Status of research
The ITER test reactor is to show that it is possible in principle to produce energy from fusion.
To allow construction of the subsequently planned demonstration power plant, it is necessary to consider all physical and technological requirements in context and reconcile them in their respective boundary conditions.
On the physics side, challenges are presented with the cultivation of Advanced Scenario plasma discharges with high plasma density and pressure and yet with wall-sparing direction of the plasma.
On the technology side, robust wall materials, high-temperature blankets, and energy-efficient heating and current drive methods have to be developed. Accordingly, the following research topics are involved:
- long-pulse or continuous operation (advanced tokamak or stellarator)
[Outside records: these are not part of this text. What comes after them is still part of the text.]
//! Search and replace over text extracted from show-text operands
//!
//! Search keys are regular expressions. Replacement values are always inserted
//! literally: backslashes and `$` signs in a value never act as escapes or
//! group references.

use regex::{NoExpand, Regex};
use crate::error::{Error, Result};

/// A compiled set of search-replace pairs
///
/// Pairs are applied one after the other, ordered by descending key length and
/// then lexicographically, so the result does not depend on insertion order.
#[derive(Debug, Clone, Default)]
pub struct ReplacementSet {
    entries: Vec<Replacement>,
}

#[derive(Debug, Clone)]
struct Replacement {
    key: String,
    pattern: Regex,
    value: String,
}

impl ReplacementSet {
    /// Create an empty replacement set
    pub fn new() -> Self {
        Self::default()
    }

    /// Compile a set from (key, value) pairs
    ///
    /// A `None` value removes every match of its key. Later duplicates of a key
    /// overwrite earlier ones.
    pub fn compile<I, K, V>(pairs: I) -> Result<Self>
    where
        I: IntoIterator<Item = (K, Option<V>)>,
        K: Into<String>,
        V: Into<String>,
    {
        let mut set = Self::new();
        for (key, value) in pairs {
            set.insert(key, value)?;
        }
        Ok(set)
    }

    /// Add or overwrite a single pair
    pub fn insert(&mut self, key: impl Into<String>, value: Option<impl Into<String>>) -> Result<()> {
        let key = key.into();
        if key.is_empty() {
            return Err(Error::InvalidSearchKey(
                "The search key must not be empty".to_string(),
            ));
        }

        let pattern = Regex::new(&key).map_err(|source| Error::InvalidPattern {
            key: key.clone(),
            source,
        })?;
        let value = value.map(Into::into).unwrap_or_default();

        self.entries.retain(|entry| entry.key != key);
        let position = self
            .entries
            .iter()
            .position(|entry| application_order(&key, &entry.key).is_lt())
            .unwrap_or(self.entries.len());
        self.entries.insert(position, Replacement { key, pattern, value });

        Ok(())
    }

    /// Number of pairs in the set
    pub fn len(&self) -> usize {
        self.entries.len()
    }

    pub fn is_empty(&self) -> bool {
        self.entries.is_empty()
    }

    /// Look up the replacement value for a key
    pub fn get(&self, key: &str) -> Option<&str> {
        self.entries
            .iter()
            .find(|entry| entry.key == key)
            .map(|entry| entry.value.as_str())
    }

    /// Keys in the order they are applied
    pub fn keys(&self) -> impl Iterator<Item = &str> {
        self.entries.iter().map(|entry| entry.key.as_str())
    }
}

/// Longer keys first, ties broken lexicographically
fn application_order(a: &str, b: &str) -> std::cmp::Ordering {
    b.chars()
        .count()
        .cmp(&a.chars().count())
        .then_with(|| a.cmp(b))
}

/// Apply every pair of `replacements` to `text`
pub fn substitute(text: &str, replacements: &ReplacementSet) -> String {
    let mut result = text.to_string();

    for entry in &replacements.entries {
        if entry.pattern.is_match(&result) {
            result = entry
                .pattern
                .replace_all(&result, NoExpand(&entry.value))
                .into_owned();
        }
    }

    result
}

/// Decode ISO-8859-1 bytes into a string
pub fn latin1_decode(bytes: &[u8]) -> String {
    bytes.iter().map(|&b| char::from(b)).collect()
}

/// Encode a string as ISO-8859-1
///
/// Characters above U+00FF are written as `?`. Returns the bytes and the number
/// of characters that could not be represented.
pub fn latin1_encode(text: &str) -> (Vec<u8>, usize) {
    let mut lost = 0;
    let bytes = text
        .chars()
        .map(|c| match u8::try_from(u32::from(c)) {
            Ok(b) => b,
            Err(_) => {
                lost += 1;
                b'?'
            }
        })
        .collect();
    (bytes, lost)
}

#[cfg(test)]
mod tests {
    use super::*;

    fn set(pairs: &[(&str, &str)]) -> ReplacementSet {
        ReplacementSet::compile(pairs.iter().map(|(k, v)| (*k, Some(*v)))).unwrap()
    }

    #[test]
    fn test_simple_replacement() {
        let replacements = set(&[("@name@", "Jane Doe")]);
        assert_eq!(substitute("Name: @name@", &replacements), "Name: Jane Doe");
    }

    #[test]
    fn test_identity_without_matches() {
        let replacements = set(&[("@name@", "Jane"), ("@mail@", "jane@example.org")]);
        let text = "Nothing to see here (really)";
        assert_eq!(substitute(text, &replacements), text);
        assert_eq!(substitute("", &replacements), "");
    }

    #[test]
    fn test_keys_are_patterns() {
        let replacements = set(&[("@id[0-9]+@", "X")]);
        assert_eq!(substitute("@id1@ and @id42@", &replacements), "X and X");
    }

    #[test]
    fn test_backslashes_in_value_are_literal() {
        let replacements = set(&[("@path@", r"C:\temp\")]);
        assert_eq!(substitute("dir=@path@", &replacements), r"dir=C:\temp\");
    }

    #[test]
    fn test_dollar_in_value_is_literal() {
        let replacements = set(&[("@amount@", "$100 and $1")]);
        assert_eq!(substitute("@amount@", &replacements), "$100 and $1");
    }

    #[test]
    fn test_none_value_removes_match() {
        let replacements =
            ReplacementSet::compile(vec![("@gone@", None::<String>), ("@kept@", Some("x".to_string()))])
                .unwrap();
        assert_eq!(substitute("a@gone@b@kept@", &replacements), "abx");
        assert_eq!(replacements.get("@gone@"), Some(""));
    }

    #[test]
    fn test_longer_keys_applied_first() {
        let replacements = set(&[("@a@", "short"), ("@a@b", "long")]);
        assert_eq!(replacements.keys().collect::<Vec<_>>(), vec!["@a@b", "@a@"]);
        assert_eq!(substitute("@a@b @a@", &replacements), "long short");
    }

    #[test]
    fn test_order_independent_of_insertion() {
        let forward = set(&[("ab", "1"), ("cd", "2"), ("x", "3")]);
        let backward = set(&[("x", "3"), ("cd", "2"), ("ab", "1")]);
        assert_eq!(
            forward.keys().collect::<Vec<_>>(),
            backward.keys().collect::<Vec<_>>()
        );
        assert_eq!(forward.keys().collect::<Vec<_>>(), vec!["ab", "cd", "x"]);
    }

    #[test]
    fn test_duplicate_key_overwrites() {
        let replacements = set(&[("@k@", "first"), ("@k@", "second")]);
        assert_eq!(replacements.len(), 1);
        assert_eq!(substitute("@k@", &replacements), "second");
    }

    #[test]
    fn test_invalid_pattern_rejected() {
        let result = ReplacementSet::compile(vec![("(unclosed", Some("x"))]);
        assert!(matches!(result, Err(Error::InvalidPattern { .. })));
    }

    #[test]
    fn test_latin1_round_trip() {
        let bytes = b"Gr\xfc\xdfe \xe0 Stra\xdfe";
        let text = latin1_decode(bytes);
        assert_eq!(text, "Grüße à Straße");
        assert_eq!(latin1_encode(&text), (bytes.to_vec(), 0));
    }

    #[test]
    fn test_latin1_unrepresentable() {
        let (bytes, lost) = latin1_encode("5 €");
        assert_eq!(bytes, b"5 ?".to_vec());
        assert_eq!(lost, 1);
    }
}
- operation with high-density plasmas
- plasma-wall interface: power exhaust, plasma-wall interaction
- plasma diagnostics and plasma control
- heating and current drive
- materials for structural and functional components
- in-vessel components: divertor, blanket, cooling
- fuel cycle: tritium and vacuum technology
- superconductor technology
- remote handling and maintenance technique
- efficiency, reliability and availability of all systems
IPP at Garching and Greifswald are working to solve many of these questions.
This is being done both experimentally – with the ASDEX Upgrade tokamak and subsequently with the Wendelstein 7-X stellarator as well as with experiments on plasma-wall interaction or plasma heating – and also by means of simulations and calculations in plasma theory.
The German DEMO Working Group integrates the expertness of all German fusion laboratories.